L’essenza della prima letteratura cyberpunk, a partire proprio dalla trilogia dello Sprawl gibsoniana, è sostanzialmente questa, lo studio di un contesto futuristico (ma soprattutto futuribile) e delle sue norme. Il futuro immaginato da questi autori implica ad esempio l’introduzione di una nuova concezione della morale, e la ridefinizione di molti altri aspetti della vita umana: dalla immediata realtà quotidiana (l’innovazione tecnologica al servizio della vita di tutti i giorni), ai concetti universali come quello della morte. Altered Carbon, anche in virtù della sua matrice letteraria, è in definitiva più vicina a questo tipo di fantascienza più presa dal cyber che dal punk, in grado di sollevare questioni di spessore: la possibilità della vita eterna attraverso varie declinazione in base al proprio ceto sociale; l’utilizzo della tortura virtuale come nuovo esempio di violazione di diritti umani; l’omicidio e abuso come nuova perversione o “sport”, naturalmente riservato a chi può permetterselo; la diffusione capillare di nuove droghe sintetiche.

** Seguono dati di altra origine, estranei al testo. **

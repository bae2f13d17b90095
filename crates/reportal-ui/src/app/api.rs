//! Controller context shared with every component.
//!
//! # Design
//! - Create exactly one transport, host and controller pair per app boot.
//! - Both controllers write to the global yewdux store.

use crate::core::config::PortalConfig;
use crate::core::store::AppStore;
use crate::services::browser::BrowserHost;
use crate::services::http::GlooTransport;
use crate::services::report::ReportRetriever;
use crate::services::session::SessionController;
use std::rc::Rc;
use yewdux::prelude::Dispatch;

/// Controllers bound to the browser seams.
#[derive(Clone)]
pub(crate) struct PortalCtx {
    /// Session probe, login redirect, logout.
    pub(crate) session: SessionController<Dispatch<AppStore>>,
    /// Report download.
    pub(crate) reports: ReportRetriever<Dispatch<AppStore>>,
    config: Rc<PortalConfig>,
}

impl PortalCtx {
    pub(crate) fn new(config: PortalConfig) -> Self {
        let config = Rc::new(config);
        let session = SessionController::new(
            Rc::new(GlooTransport::new(config.bff_base_url.clone())),
            Rc::new(BrowserHost),
            Dispatch::<AppStore>::new(),
            Rc::clone(&config),
        );
        Self {
            reports: ReportRetriever::new(session.clone()),
            session,
            config,
        }
    }
}

impl PartialEq for PortalCtx {
    fn eq(&self, other: &Self) -> bool {
        Rc::ptr_eq(&self.config, &other.config)
    }
}
//! Session state machine.
//!
//! # Design
//! - The BFF cookie is the only credential; this module never sees it.
//! - `Authenticated` is reachable only through [`apply_probe`].
//! - Ambiguous probe failures leave the state untouched; logout always demotes.

use crate::core::errors::{ErrorKind, OperationError};
use crate::core::store::AppStore;
use reportal_api_models::IdentityDto;
use std::rc::Rc;

/// Immutable identity of the signed-in caller.
#[derive(Clone, Debug, PartialEq, Eq)]
pub struct Identity {
    subject_id: String,
    email: String,
    username: String,
    given_name: String,
    family_name: String,
}

impl Identity {
    /// Subject identifier issued by the identity provider.
    #[must_use]
    pub fn subject_id(&self) -> &str {
        &self.subject_id
    }

    /// Email address.
    #[must_use]
    pub fn email(&self) -> &str {
        &self.email
    }

    /// Login name.
    #[must_use]
    pub fn username(&self) -> &str {
        &self.username
    }

    /// Given name.
    #[must_use]
    pub fn given_name(&self) -> &str {
        &self.given_name
    }

    /// Family name.
    #[must_use]
    pub fn family_name(&self) -> &str {
        &self.family_name
    }

    /// Full name when known, otherwise the login name, otherwise the subject.
    #[must_use]
    pub fn display_name(&self) -> String {
        let full = format!("{} {}", self.given_name.trim(), self.family_name.trim());
        let full = full.trim();
        if !full.is_empty() {
            return full.to_string();
        }
        if !self.username.trim().is_empty() {
            return self.username.trim().to_string();
        }
        self.subject_id.clone()
    }
}

impl From<IdentityDto> for Identity {
    fn from(dto: IdentityDto) -> Self {
        Self {
            subject_id: dto.sub,
            email: dto.email,
            username: dto.preferred_username,
            given_name: dto.given_name,
            family_name: dto.family_name,
        }
    }
}

/// Authentication status of this page instance.
#[derive(Clone, Debug, Default, PartialEq, Eq)]
pub enum SessionState {
    /// The mount-time probe has not resolved yet.
    #[default]
    Initializing,
    /// The BFF recognised the session cookie.
    Authenticated(Rc<Identity>),
    /// No usable session.
    Unauthenticated,
}

impl SessionState {
    /// Identity when authenticated.
    #[must_use]
    pub fn identity(&self) -> Option<&Identity> {
        match self {
            Self::Authenticated(identity) => Some(identity.as_ref()),
            Self::Initializing | Self::Unauthenticated => None,
        }
    }

    /// Whether the caller is authenticated.
    #[must_use]
    pub const fn is_authenticated(&self) -> bool {
        matches!(self, Self::Authenticated(_))
    }

    /// Short label used in logs.
    #[must_use]
    pub const fn label(&self) -> &'static str {
        match self {
            Self::Initializing => "initializing",
            Self::Authenticated(_) => "authenticated",
            Self::Unauthenticated => "unauthenticated",
        }
    }
}

/// Resolved outcome of a session probe.
#[derive(Clone, Debug, PartialEq, Eq)]
pub enum ProbeOutcome {
    /// `200` with a decodable identity.
    Authenticated(Identity),
    /// `401`.
    Unauthenticated,
    /// Anything else; the state must not move.
    Unavailable,
}

/// Resolved outcome of a logout call.
#[derive(Clone, Copy, Debug, PartialEq, Eq)]
pub enum LogoutOutcome {
    /// `2xx`.
    Confirmed,
    /// Non-2xx status.
    Rejected(u16),
    /// Transport failure.
    Offline,
    /// Another operation held the busy flag; nothing happened.
    Ignored,
}

/// Fold a probe outcome into the store.
pub fn apply_probe(store: &mut AppStore, outcome: ProbeOutcome) {
    store.session.probing = false;
    match outcome {
        ProbeOutcome::Authenticated(identity) => {
            store.session.state = SessionState::Authenticated(Rc::new(identity));
            store.error = None;
        }
        ProbeOutcome::Unauthenticated => {
            store.session.state = SessionState::Unauthenticated;
            store.error = None;
        }
        ProbeOutcome::Unavailable => {
            store.error = Some(OperationError::new(ErrorKind::ServiceUnavailable));
        }
    }
}

/// Fold a logout outcome into the store. Every real outcome demotes.
pub fn apply_logout(store: &mut AppStore, outcome: LogoutOutcome) {
    let error = match outcome {
        LogoutOutcome::Ignored => return,
        LogoutOutcome::Confirmed => None,
        LogoutOutcome::Rejected(_) => Some(OperationError::new(ErrorKind::LoggedOutWithWarning)),
        LogoutOutcome::Offline => Some(OperationError::new(ErrorKind::LoggedOutOffline)),
    };
    store.session.state = SessionState::Unauthenticated;
    store.error = error;
}

/// Demote after an authenticated call was answered with `401`.
pub fn expire_session(store: &mut AppStore) {
    store.session.state = SessionState::Unauthenticated;
    store.error = Some(OperationError::new(ErrorKind::SessionExpired));
}

#[cfg(test)]
mod tests {
    use super::*;

    fn identity() -> Identity {
        Identity::from(IdentityDto {
            sub: "sub-1".to_string(),
            email: "prothetic1@example.com".to_string(),
            preferred_username: "prothetic1".to_string(),
            given_name: "Anna".to_string(),
            family_name: "Petrova".to_string(),
        })
    }

    fn authenticated_store() -> AppStore {
        let mut store = AppStore::default();
        apply_probe(&mut store, ProbeOutcome::Authenticated(identity()));
        store
    }

    #[test]
    fn display_name_prefers_full_name_then_username() {
        assert_eq!(identity().display_name(), "Anna Petrova");

        let partial = Identity::from(IdentityDto {
            sub: "user_id".to_string(),
            email: String::new(),
            preferred_username: "user_from_keycloak".to_string(),
            given_name: String::new(),
            family_name: " ".to_string(),
        });
        assert_eq!(partial.display_name(), "user_from_keycloak");

        let bare = Identity::from(IdentityDto {
            sub: "user_id".to_string(),
            email: String::new(),
            preferred_username: String::new(),
            given_name: String::new(),
            family_name: String::new(),
        });
        assert_eq!(bare.display_name(), "user_id");
    }

    #[test]
    fn probe_success_authenticates_and_clears_error() {
        let mut store = AppStore::default();
        store.error = Some(OperationError::new(ErrorKind::ServiceUnavailable));
        store.session.probing = true;
        apply_probe(&mut store, ProbeOutcome::Authenticated(identity()));
        assert_eq!(
            store.session.state.identity().map(Identity::username),
            Some("prothetic1")
        );
        assert!(!store.session.probing);
        assert_eq!(store.error, None);
    }

    #[test]
    fn probe_unauthorized_is_silent() {
        let mut store = AppStore::default();
        apply_probe(&mut store, ProbeOutcome::Unauthenticated);
        assert_eq!(store.session.state, SessionState::Unauthenticated);
        assert_eq!(store.error, None);
    }

    #[test]
    fn probe_unavailable_keeps_prior_state() {
        let mut initial = AppStore::default();
        apply_probe(&mut initial, ProbeOutcome::Unavailable);
        assert_eq!(initial.session.state, SessionState::Initializing);
        assert_eq!(
            initial.error.as_ref().map(|err| err.kind),
            Some(ErrorKind::ServiceUnavailable)
        );

        let mut signed_in = authenticated_store();
        apply_probe(&mut signed_in, ProbeOutcome::Unavailable);
        assert!(signed_in.session.state.is_authenticated());
    }

    #[test]
    fn every_logout_outcome_demotes() {
        for (outcome, kind) in [
            (LogoutOutcome::Confirmed, None),
            (
                LogoutOutcome::Rejected(500),
                Some(ErrorKind::LoggedOutWithWarning),
            ),
            (LogoutOutcome::Offline, Some(ErrorKind::LoggedOutOffline)),
        ] {
            let mut store = authenticated_store();
            apply_logout(&mut store, outcome);
            assert_eq!(store.session.state, SessionState::Unauthenticated);
            assert_eq!(store.error.map(|err| err.kind), kind);
        }
    }

    #[test]
    fn ignored_logout_changes_nothing() {
        let mut store = authenticated_store();
        apply_logout(&mut store, LogoutOutcome::Ignored);
        assert!(store.session.state.is_authenticated());
    }

    #[test]
    fn expiry_demotes_with_session_expired() {
        let mut store = authenticated_store();
        expire_session(&mut store);
        assert_eq!(store.session.state.label(), "unauthenticated");
        assert_eq!(
            store.error.map(|err| err.kind),
            Some(ErrorKind::SessionExpired)
        );
    }
}
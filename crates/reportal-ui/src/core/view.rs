//! View selection derived from the store.

use crate::core::errors::OperationError;
use crate::core::session::{Identity, SessionState};
use crate::core::store::AppStore;
use std::rc::Rc;

/// The one view the shell renders.
#[derive(Clone, Debug, PartialEq, Eq)]
pub enum PortalView {
    /// Mount-time probe in flight (or not yet started).
    CheckingSession,
    /// Probe failed without resolving the session; only a reload helps.
    SessionUnavailable {
        /// The `ServiceUnavailable` error.
        error: OperationError,
    },
    /// No session; the login button is offered.
    LoggedOut {
        /// Why the user ended up here, when there is something to say.
        error: Option<OperationError>,
    },
    /// Signed in.
    LoggedIn {
        /// Current identity.
        identity: Rc<Identity>,
        /// Whether download/logout controls are disabled.
        busy: bool,
        /// Latest operation feedback.
        error: Option<OperationError>,
    },
}

/// Project the store onto exactly one view.
#[must_use]
pub fn select_view(store: &AppStore) -> PortalView {
    match &store.session.state {
        SessionState::Initializing => match &store.error {
            Some(error) if !store.session.probing => PortalView::SessionUnavailable {
                error: error.clone(),
            },
            _ => PortalView::CheckingSession,
        },
        SessionState::Unauthenticated => PortalView::LoggedOut {
            error: store.error.clone(),
        },
        SessionState::Authenticated(identity) => PortalView::LoggedIn {
            identity: Rc::clone(identity),
            busy: store.activity.busy || store.session.probing,
            error: store.error.clone(),
        },
    }
}
//! Controllers and the seams they drive.
//!
//! # Design
//! - `session` and `report` hold all behaviour and only see the traits in `transport`.
//! - `http` and `browser` are the wasm implementations of those traits.

pub mod report;
pub mod session;
pub mod transport;

#[cfg(target_arch = "wasm32")]
pub(crate) mod browser;
#[cfg(target_arch = "wasm32")]
pub(crate) mod http;
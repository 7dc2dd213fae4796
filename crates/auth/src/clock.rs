//! Injectable time source
//!
//! Managers never call `OffsetDateTime::now_utc()` directly; they take a
//! `Clock` so expiry and lockout boundaries are deterministic in tests.

use std::sync::Mutex;
use time::{Duration, OffsetDateTime};

pub trait Clock: Send + Sync {
    fn now(&self) -> OffsetDateTime;
}

/// Wall-clock time, used everywhere outside tests
#[derive(Debug, Clone, Copy, Default)]
pub struct SystemClock;

impl Clock for SystemClock {
    fn now(&self) -> OffsetDateTime {
        OffsetDateTime::now_utc()
    }
}

/// Settable clock for deterministic tests
#[derive(Debug)]
pub struct ManualClock {
    now: Mutex<OffsetDateTime>,
}

impl ManualClock {
    pub fn new(start: OffsetDateTime) -> Self {
        Self {
            now: Mutex::new(start),
        }
    }

    /// Move time forward (or backward, with a negative duration)
    pub fn advance(&self, by: Duration) {
        if let Ok(mut now) = self.now.lock() {
            *now += by;
        }
    }

    pub fn set(&self, to: OffsetDateTime) {
        if let Ok(mut now) = self.now.lock() {
            *now = to;
        }
    }
}

impl Clock for ManualClock {
    fn now(&self) -> OffsetDateTime {
        match self.now.lock() {
            Ok(now) => *now,
            // A poisoned lock in a test clock means a test already panicked
            Err(poisoned) => *poisoned.into_inner(),
        }
    }
}
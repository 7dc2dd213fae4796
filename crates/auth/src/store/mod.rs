//! Repository traits
//!
//! The managers own no state; every mutation goes through these traits so
//! the logic runs unchanged over Postgres in production and the in-memory
//! store in tests. Single-use semantics lean on the store: deletes return
//! whether a row was removed (the atomic claim), challenge upsert is
//! unique per principal, and reset redemption is one logical transaction.

use time::OffsetDateTime;
use uuid::Uuid;

use crate::models::{Challenge, DeviceRecord, ResetTokenRecord, SessionRecord, User};

pub mod memory;

/// Failures surfaced by a repository implementation
#[derive(Debug, thiserror::Error)]
pub enum StoreError {
    #[error("store backend failure: {0}")]
    Backend(String),
    /// A uniqueness constraint rejected the write (e.g. duplicate email)
    #[error("store constraint conflict")]
    Conflict,
}

pub type StoreResult<T> = Result<T, StoreError>;

/// Identity store: user creation/lookup, flag and credential transitions
pub trait UserStore: Send + Sync {
    /// Create a user; a duplicate normalized email yields `Conflict`
    async fn create_user(&self, user: User) -> StoreResult<User>;

    async fn find_user_by_id(&self, id: Uuid) -> StoreResult<Option<User>>;

    /// Lookup by normalized email
    async fn find_user_by_email(&self, email: &str) -> StoreResult<Option<User>>;

    async fn update_password_hash(&self, id: Uuid, password_hash: &str) -> StoreResult<()>;

    async fn set_email_verified(&self, id: Uuid, verified: bool) -> StoreResult<()>;

    async fn set_mfa_enabled(&self, id: Uuid, enabled: bool) -> StoreResult<()>;
}

pub trait SessionStore: Send + Sync {
    async fn create_session(&self, session: SessionRecord) -> StoreResult<()>;

    async fn find_session_by_token_hash(
        &self,
        token_hash: &str,
    ) -> StoreResult<Option<SessionRecord>>;

    /// Returns whether a session was actually removed
    async fn delete_session_by_token_hash(&self, token_hash: &str) -> StoreResult<bool>;

    /// Returns the number of sessions removed
    async fn delete_sessions_for_user(&self, user_id: Uuid) -> StoreResult<u64>;
}

pub trait ChallengeStore: Send + Sync {
    /// Insert or replace the challenge for its principal. The store keys
    /// challenges uniquely by principal, so concurrent issuance converges
    /// on exactly one live challenge.
    async fn upsert_challenge(&self, challenge: Challenge) -> StoreResult<()>;

    async fn find_challenge(&self, principal: &str) -> StoreResult<Option<Challenge>>;

    /// Returns whether a challenge was removed; the `true` case is the
    /// single-success claim for verification.
    async fn delete_challenge(&self, principal: &str) -> StoreResult<bool>;
}

pub trait DeviceStore: Send + Sync {
    async fn create_device(&self, device: DeviceRecord) -> StoreResult<()>;

    async fn find_device_by_user_and_hash(
        &self,
        user_id: Uuid,
        secret_hash: &str,
    ) -> StoreResult<Option<DeviceRecord>>;

    async fn delete_devices_for_user(&self, user_id: Uuid) -> StoreResult<u64>;

    /// Optional background sweep; correctness never depends on it
    async fn delete_expired_devices(&self, now: OffsetDateTime) -> StoreResult<u64>;
}

pub trait ResetTokenStore: Send + Sync {
    /// Insert or replace the reset token for its user (at most one live
    /// token per user bounds the replay surface)
    async fn upsert_reset_token(&self, token: ResetTokenRecord) -> StoreResult<()>;

    /// Atomic redemption: in one logical transaction, delete the token
    /// matching `token_hash` if it has not expired and update the owning
    /// user's password hash. Returns the user id on success, `None` when
    /// no live token matched. Any failure before commit leaves the token
    /// intact (fail closed).
    async fn redeem_reset_token(
        &self,
        token_hash: &str,
        new_password_hash: &str,
        now: OffsetDateTime,
    ) -> StoreResult<Option<Uuid>>;
}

Il quadro offerto da Altered Carbon nell’incedere della sua trama è variegato. L’atmosfera umida e crepuscolare da film neon-noir rievoca le scenografie dei due Blade Runner con l’aggiunta di una ricorrente nota macabra, ma l’elemento visivo incornicia una storia non priva di spunti di riflessione, per molti versi più vicina alla distopia di Black Mirror ed al mondo di Ghost in the Shell (la pila corticale inserita nel corpo/custodia ricorda strettamente il concetto di guscio sintetico abitato da coscienza descritto da Shirow e Oshii). In un mondo di simulacri per piccoli e grandi schermi creati al fine di attirare l’occhio dello spettatore ed ingannarlo — trascinandolo in narrazioni nella sostanza poco stimolanti — Altered Carbon può forse emergere come un prodotto televisivo assolutamente degno di essere considerato nella sempre più caotica e mediocre (oltre che abbondante) offerta di Netflix.